指導案「小数のかけ算」

算数・数学

 5年生における「✕小数」の単元は,これまで「加法の積み重ね(累加)」としての乗法のイメージしか持っていない子どもたちにとっては,とてもハードルの高い学習となります。
 指導案にも書いてありますが,小学校2年生の時から「単位あたり量(1あたり量)✕いくつ分=全体量」と指導されてきた子どもたちならば,割とすんなりと,小数の世界の乗法・除法にも入っていけるのですが…。分離量と連続量の理解など,これまでの学習如何で,算数の理解度が大きく分かれてくるのがこの5年生の頃です。

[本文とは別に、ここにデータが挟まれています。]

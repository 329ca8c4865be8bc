//! Locate the top-level form surrounding a line.

use serde::Serialize;

use crate::reader::{ReadError, Reader, Sexp};

/// A top-level form together with the lines it spans.
#[derive(Debug, Clone, PartialEq, Eq, Serialize)]
#[serde(rename_all = "camelCase")]
pub struct TopLevelForm {
    /// 1-based line of the opening parenthesis.
    pub start_line: usize,
    /// 1-based line of the closing parenthesis.
    pub end_line: usize,
    /// The form itself.
    pub sexp: Sexp,
}

/// Return the last top-level form that starts at or before `target_line`.
///
/// Lines are scanned from the top of `source`. A line whose first column
/// opens a parenthesis starts a form; the whole form is read and scanning
/// resumes on the line after the one where it ends, so multi-line forms are
/// skipped as a unit. Any other line is skipped on its own. Returns `None`
/// when no form starts at or above the target.
///
/// # Errors
///
/// Returns a [`ReadError`] if a form met on the way cannot be read.
///
/// # Examples
///
/// ```
/// use committer_sexp::lookup::surrounding_form;
///
/// let src = "(define-module (m))\n\n(define-public foo\n  (package\n    (name \"foo\")))\n";
/// let form = surrounding_form(src, 5).unwrap().unwrap();
/// assert_eq!(form.start_line, 3);
/// assert_eq!(form.end_line, 5);
/// assert!(surrounding_form(src, 0).unwrap().is_none());
/// ```
pub fn surrounding_form(source: &str, target_line: usize) -> Result<Option<TopLevelForm>, ReadError> {
    let line_starts = line_offsets(source);
    let mut candidate = None;
    let mut line = 1;

    while line <= target_line && line <= line_starts.len() {
        let offset = line_starts[line - 1];
        if source[offset..].starts_with('(') {
            let mut reader = Reader::at(source, offset, line);
            let Some(sexp) = reader.read()? else {
                break;
            };
            let end_line = reader.line();
            candidate = Some(TopLevelForm {
                start_line: line,
                end_line,
                sexp,
            });
            line = end_line + 1;
        } else {
            line += 1;
        }
    }

    Ok(candidate)
}

fn line_offsets(source: &str) -> Vec<usize> {
    let mut offsets = vec![0];
    offsets.extend(
        source
            .char_indices()
            .filter(|&(_, c)| c == '\n')
            .map(|(i, _)| i + 1)
            .filter(|&i| i < source.len()),
    );
    if source.is_empty() {
        offsets.clear();
    }
    offsets
}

計算はできた子どもたちが,だんだんと算数(が扱う概念)が分からないというようになってくるのも,5年生なのです。
 だからこそ,わたしがはじめて5年生と出会ったときには,これまでのかけ算・割り算の意味の再確認をしてから,教科書に入っていきます(指導案にも記してあります)。
 本指導案は,「かけ算をしたのにかけ算の答え(積)が被乗数よりも小さくなることもあるという不思議さに出会わせるためのものです。タイルを使って,理解を助けていきます。

参考図書

 初任の時(なんと1983年度)からお世話になってきた参考書が新居信正著『小数の乗法と除法』(国土社,1981)です。本書はすでに普通の本屋では手に入りません。ぜひ,古本屋などで探してみてください。
 本書には,小数の乗除の授業書はもちろんのこと,授業運営のことなども詳しく載っています。授業書に入るまでの40ページ近くが,なぜこの授業書なのか…という解説になっているわけです。ほんとに素敵な本です。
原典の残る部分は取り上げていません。